Il primo giorno con la fascia tricolore della Appendino, per volontà di Fassino

Da lunedì due Torino si guatano. Ma non sono quella dimenticata delle periferie e quella privilegiata del centro e della collina come la storia un tanto al chilo tramanderà ai posteri per spiegare il ribaltone elettorale. A studiarsi, sono la Torino che comandava, quella dell’ormai famoso «Sistema» e quella uscita dalle urne che vuole comandare. Sono i dirigenti, i grand commis, i volti noti che da sempre ruotano nelle stanze del potere, 60 dei quali, su un totale di 115 poltrone, sono in scadenza e attendono di sapere quale sarà il loro futuro.

Nel Palazzo Civico che in questi giorni è terra di nessuno, perché Fassino è ancora formalmente sindaco fino al 30 giugno, giorno fissato per la proclamazione degli eletti, dominano gli scatoloni per liberare gli uffici di staffisti e collaboratori. Le truppe grilline, invece, dopo il corteo un po’ becero che domenica notte al grido di «Onestà, onestà» ha marciato da casa Appendino alla conquista del Municipio, hanno scelto il basso profilo. Come, e più di loro sta facendo, per carattere ed educazione, Chiara Appendino la quale, ieri, per la prima volta, ha potuto indossare la fascia tricolore in virtù del non scontato gesto di Piero Fassino che l’ha «delegata» a rappresentarlo alla cerimonia del Farò di San Giovanni, patrono della città. La prima uscita perchè, anche avesse potuto, non avrebbe avuto scelta: da domenica Chiara Appendino vive ingurgitando Tachipirina e antibiotici per debellare l’influenza trasmessagli dalla figlia Sara di 5 mesi. La neo sindaca però, non poteva mancare all’evento scaramanticamente più importante: l’accensione, appunto, nella centralissima piazza Castello di un enorme falò sormontato dalla sagoma di un toro, simbolo della città, la cui inevitabile caduta rappresenta un segnale di buon auspicio se avviene verso la stazione di Porta Nuova, cattivo verso Palazzo Reale. Tranquilli, l’esperienza dei fuochisti di Palazzo è proverbiale e il Farò è caduto verso la stazione.
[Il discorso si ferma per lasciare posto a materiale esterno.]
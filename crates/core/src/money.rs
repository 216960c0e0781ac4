//! Monetary rounding.
//!
//! All amounts are `rust_decimal::Decimal`. Rounding happens exactly once per
//! computed tax leg, half-up (midpoint away from zero) to two decimal places.
//! Aggregates sum already-rounded per-record values and never re-round.

use rust_decimal::{Decimal, RoundingStrategy};

/// Decimal places carried by every monetary amount.
pub const MONEY_SCALE: u32 = 2;

/// Round half-up to two decimal places.
pub fn round_money(value: Decimal) -> Decimal {
    value.round_dp_with_strategy(MONEY_SCALE, RoundingStrategy::MidpointAwayFromZero)
}

/// Render an amount with exactly two decimals (`"1200.00"`, `"-0.50"`).
pub fn format_money(value: Decimal) -> String {
    let mut rounded = round_money(value);
    rounded.rescale(MONEY_SCALE);
    rounded.to_string()
}

#[cfg(test)]
mod tests {
    use super::*;
    use rust_decimal_macros::dec;

    #[test]
    fn midpoints_round_away_from_zero() {
        assert_eq!(round_money(dec!(10.005)), dec!(10.01));
        assert_eq!(round_money(dec!(10.004)), dec!(10.00));
        assert_eq!(round_money(dec!(-10.005)), dec!(-10.01));
        assert_eq!(round_money(dec!(0.125)), dec!(0.13));
    }

    #[test]
    fn formatting_always_has_two_decimals() {
        assert_eq!(format_money(dec!(1200)), "1200.00");
        assert_eq!(format_money(dec!(3.5)), "3.50");
        assert_eq!(format_money(dec!(-0.5)), "-0.50");
        assert_eq!(format_money(dec!(7.456)), "7.46");
    }
}
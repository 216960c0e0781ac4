//! Multi-dimensional grouping.

use std::collections::{BTreeMap, BTreeSet};

use rust_decimal::Decimal;
use serde::{Deserialize, Serialize};

use gstflow_core::{GstRate, Gstin, Month, NormalizedRecord, RunScope, TransactionId};
use gstflow_tax::TaxComputation;

use crate::batch::BatchFile;

/// One record that cleared every gate, with its tax split.
#[derive(Debug, Clone, PartialEq, Eq)]
pub struct EligibleLine {
    pub transaction_id: TransactionId,
    pub gstin: Gstin,
    pub month: Month,
    pub ledger_name: String,
    pub fg_name: String,
    pub quantity: i64,
    pub computation: TaxComputation,
}

impl EligibleLine {
    /// `None` when the record still lacks a ledger or final-goods name.
    pub fn from_record(record: &NormalizedRecord, computation: TaxComputation) -> Option<Self> {
        Some(Self {
            transaction_id: record.transaction_id.clone(),
            gstin: record.gstin.clone(),
            month: record.month,
            ledger_name: record.ledger_name.clone().filter(|s| !s.trim().is_empty())?,
            fg_name: record.fg_name.clone().filter(|s| !s.trim().is_empty())?,
            quantity: record.net_quantity(),
            computation,
        })
    }
}

/// Grouping key. Field order is the sort order: rate, then ledger, then
/// final-goods name, then jurisdiction.
#[derive(Debug, Clone, PartialEq, Eq, Hash, PartialOrd, Ord, Serialize, Deserialize)]
pub struct PivotKey {
    pub gst_rate: GstRate,
    pub ledger_name: String,
    pub fg_name: String,
    pub gstin: Gstin,
    pub month: Month,
}

/// Summed amounts.
#[derive(Debug, Clone, Default, PartialEq, Eq, Serialize, Deserialize)]
pub struct Totals {
    pub transaction_count: u64,
    pub quantity: i64,
    pub taxable: Decimal,
    pub shipping: Decimal,
    pub cgst: Decimal,
    pub sgst: Decimal,
    pub igst: Decimal,
}

impl Totals {
    pub fn add_line(&mut self, line: &EligibleLine) {
        let c = &line.computation;
        self.transaction_count += 1;
        self.quantity += line.quantity;
        self.taxable += c.taxable_value;
        self.shipping += c.shipping_value;
        self.cgst += c.cgst;
        self.sgst += c.sgst;
        self.igst += c.igst;
    }

    pub fn add(&mut self, other: &Totals) {
        self.transaction_count += other.transaction_count;
        self.quantity += other.quantity;
        self.taxable += other.taxable;
        self.shipping += other.shipping;
        self.cgst += other.cgst;
        self.sgst += other.sgst;
        self.igst += other.igst;
    }

    pub fn of_lines<'a>(lines: impl IntoIterator<Item = &'a EligibleLine>) -> Self {
        let mut totals = Totals::default();
        for line in lines {
            totals.add_line(line);
        }
        totals
    }

    pub fn tax(&self) -> Decimal {
        self.cgst + self.sgst + self.igst
    }

    pub fn amount(&self) -> Decimal {
        self.taxable + self.shipping + self.tax()
    }
}

#[derive(Debug, Clone, PartialEq, Eq, Serialize, Deserialize)]
pub struct PivotGroup {
    pub key: PivotKey,
    pub totals: Totals,
}

/// Aggregator output for one run.
#[derive(Debug, Clone, Default, PartialEq, Eq, Serialize, Deserialize)]
pub struct Aggregation {
    /// Every group, in key order.
    pub pivot_groups: Vec<PivotGroup>,
    /// One per observed rate, ascending.
    pub batch_files: Vec<BatchFile>,
}

impl Aggregation {
    pub fn totals(&self) -> Totals {
        let mut totals = Totals::default();
        for group in &self.pivot_groups {
            totals.add(&group.totals);
        }
        totals
    }
}

/// Group eligible lines and split them into per-rate batches.
///
/// `observed_rates` are the valid rates seen on any input record, eligible or
/// not; rates of the lines themselves are always included.
pub fn aggregate(
    scope: &RunScope,
    lines: &[EligibleLine],
    observed_rates: &BTreeSet<GstRate>,
) -> Aggregation {
    let mut groups: BTreeMap<PivotKey, Totals> = BTreeMap::new();
    for line in lines {
        let key = PivotKey {
            gst_rate: line.computation.gst_rate,
            ledger_name: line.ledger_name.clone(),
            fg_name: line.fg_name.clone(),
            gstin: line.gstin.clone(),
            month: line.month,
        };
        groups.entry(key).or_default().add_line(line);
    }

    let pivot_groups: Vec<PivotGroup> = groups
        .into_iter()
        .map(|(key, totals)| PivotGroup { key, totals })
        .collect();

    let mut rates = observed_rates.clone();
    rates.extend(pivot_groups.iter().map(|g| g.key.gst_rate));

    let batch_files = rates
        .into_iter()
        .map(|rate| {
            let members = pivot_groups
                .iter()
                .filter(|g| g.key.gst_rate == rate)
                .cloned()
                .collect();
            BatchFile::new(scope, rate, members)
        })
        .collect::<Vec<_>>();

    tracing::debug!(
        scope = %scope,
        groups = pivot_groups.len(),
        batches = batch_files.len(),
        "aggregated eligible lines"
    );

    Aggregation {
        pivot_groups,
        batch_files,
    }
}


#[cfg(test)]
mod tests {
    use super::fixtures::{line, scope};
    use super::*;
    use rust_decimal_macros::dec;

    fn rates(values: &[Decimal]) -> BTreeSet<GstRate> {
        values.iter().map(|v| GstRate::try_new(*v).unwrap()).collect()
    }

    #[test]
    fn identical_keys_collapse_into_one_group() {
        let lines = vec![
            line("A", "Sales TN", "Chair", dec!(100), dec!(0.18), "TN"),
            line("B", "Sales TN", "Chair", dec!(50), dec!(0.18), "TN"),
            line("C", "Sales TN", "Table", dec!(70), dec!(0.18), "TN"),
        ];
        let agg = aggregate(&scope(), &lines, &BTreeSet::new());

        assert_eq!(agg.pivot_groups.len(), 2);
        let chair = &agg.pivot_groups[0];
        assert_eq!(chair.key.fg_name, "Chair");
        assert_eq!(chair.totals.transaction_count, 2);
        assert_eq!(chair.totals.taxable, dec!(150));
        assert_eq!(chair.totals.cgst, dec!(13.50));
        assert_eq!(chair.totals.tax(), dec!(27.00));
        assert_eq!(chair.totals.amount(), dec!(177.00));
    }

    #[test]
    fn one_batch_per_rate_in_ascending_order() {
        let lines = vec![
            line("A", "Sales", "Chair", dec!(100), dec!(0.18), "TN"),
            line("B", "Sales", "Lamp", dec!(100), dec!(0.05), "KA"),
            line("C", "Sales", "Desk", dec!(100), dec!(0.18), "KA"),
        ];
        let agg = aggregate(&scope(), &lines, &BTreeSet::new());

        let labels: Vec<String> = agg.batch_files.iter().map(|b| b.gst_rate.percent_label()).collect();
        assert_eq!(labels, vec!["5", "18"]);
        assert_eq!(agg.batch_files[1].record_count, 2);
        assert_eq!(agg.batch_files[1].totals.taxable, dec!(200));
    }

    #[test]
    fn observed_rates_without_eligible_rows_yield_empty_batches() {
        let lines = vec![line("A", "Sales", "Chair", dec!(100), dec!(0.18), "TN")];
        let agg = aggregate(&scope(), &lines, &rates(&[dec!(0.12), dec!(0.18)]));

        assert_eq!(agg.batch_files.len(), 2);
        let twelve = &agg.batch_files[0];
        assert_eq!(twelve.gst_rate.percent_label(), "12");
        assert!(twelve.is_empty());
        assert_eq!(twelve.record_count, 0);
        assert_eq!(twelve.totals, Totals::default());
    }

    #[test]
    fn lines_need_ledger_and_fg() {
        let engine = gstflow_tax::TaxEngine::new();
        let s = scope();
        let mut record = NormalizedRecord::new(TransactionId::new("A").unwrap(), s.channel, s.gstin, s.month);
        record.state_code = Some("TN".into());
        record.quantity = 3;
        record.returned_qty = 1;
        record.taxable_value = Some(dec!(10));
        record.gst_rate = Some(dec!(0.05));
        let computation = engine.compute_record(&record).unwrap();

        assert!(EligibleLine::from_record(&record, computation.clone()).is_none());
        record.ledger_name = Some("Sales".into());
        record.fg_name = Some("Lamp".into());
        let line = EligibleLine::from_record(&record, computation).unwrap();
        assert_eq!(line.quantity, 2);
    }
}
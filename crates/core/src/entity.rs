//! Entity trait: identity + continuity across status changes.

/// Entity marker + minimal interface.
///
/// Exceptions, approval requests and invoices are entities: their status may
/// move along a transition table but their identity never changes.
pub trait Entity {
    /// Strongly-typed entity identifier.
    type Id: Clone + Eq + core::hash::Hash + core::fmt::Debug;

    /// Returns the entity identifier.
    fn id(&self) -> &Self::Id;
}
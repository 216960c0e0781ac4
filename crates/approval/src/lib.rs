//! `gstflow-approval`: the system/human decision workflow.
//!
//! Approval-routed exceptions become [`ApprovalRequest`]s. A versioned
//! [`RuleSet`] gets the first word (approve, reject or escalate); anything no
//! rule matches waits for a human. Decided requests are immutable.

pub mod request;
pub mod rules;
pub mod store;
pub mod workflow;

pub use request::{Actor, ApprovalRequest, ApprovalStatus, Decision, Outcome, Priority};
pub use rules::{Condition, Rule, RuleAction, RuleSet, RuleSetError};
pub use store::{DecisionStore, DecisionStoreError};
pub use workflow::{ApprovalSummary, ApprovalWorkflow, Submission, WorkflowError};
Da secchiona qual è, Chiara Appendino s’è preparata diligentemente per l’appuntamento serale preceduto, nel tardo pomeriggio, dalla sfilata di duemila figuranti in abiti settecenteschi e dallo scambio dei pani, simbolo di abbondanza, con Gianduja e Giacometta, le maschere torinesi. Dunque, alle 9.30 il primo impegno di Appendino è stato quello di incontrare funzionari e dirigenti del Cerimoniale. Incontro interrotto da una comitiva di bambini di Estate Ragazzi, uno dei punti forti delle politiche giovanili delle giunte di centrosinistra per tenere occupati i piccoli torinesi orfani della scuola e arrivati, ieri, per visitare la Sala Rossa. È finita con l’Appendino, cuore di mamma, a spiegare che «lì sta la maggioranza, là l’opposizione dove sono stata io in questi ultimi 5 anni». Un saluto via internet ai dipendenti e poi passeggiata in centro. Un «ciao» per tutti («È così dall’inizio della campagna elettorale» sorride la sindaca), selfie e abbracci come se piovessero.
Ecco, al di là degli interrogativi alimentati, per ora, dai giornali e che angustiano la Torino che comandava, in ambasce per Fondazioni in procinto di essere cancellate, varianti urbanistiche pericolanti e lucrosi incarichi che si allontanano, la prima novità rappresentata da Appendino è lo sbalorditivo rapporto con i torinesi che se proprio devono sollevare una critica guardano la sua acconciatura refrattaria a ogni intervento del coiffeur e ai volutamente rassicuranti tailleur da «madamina». Ma per il resto siamo 3-0 nei confronti di Fassino. Un paragone ingeneroso, perché ognuno ha il carattere che ha ed è ovvio che non basta la simpatia, vera o astutamente cercata, per amministrare una metropoli. Però, aiuta.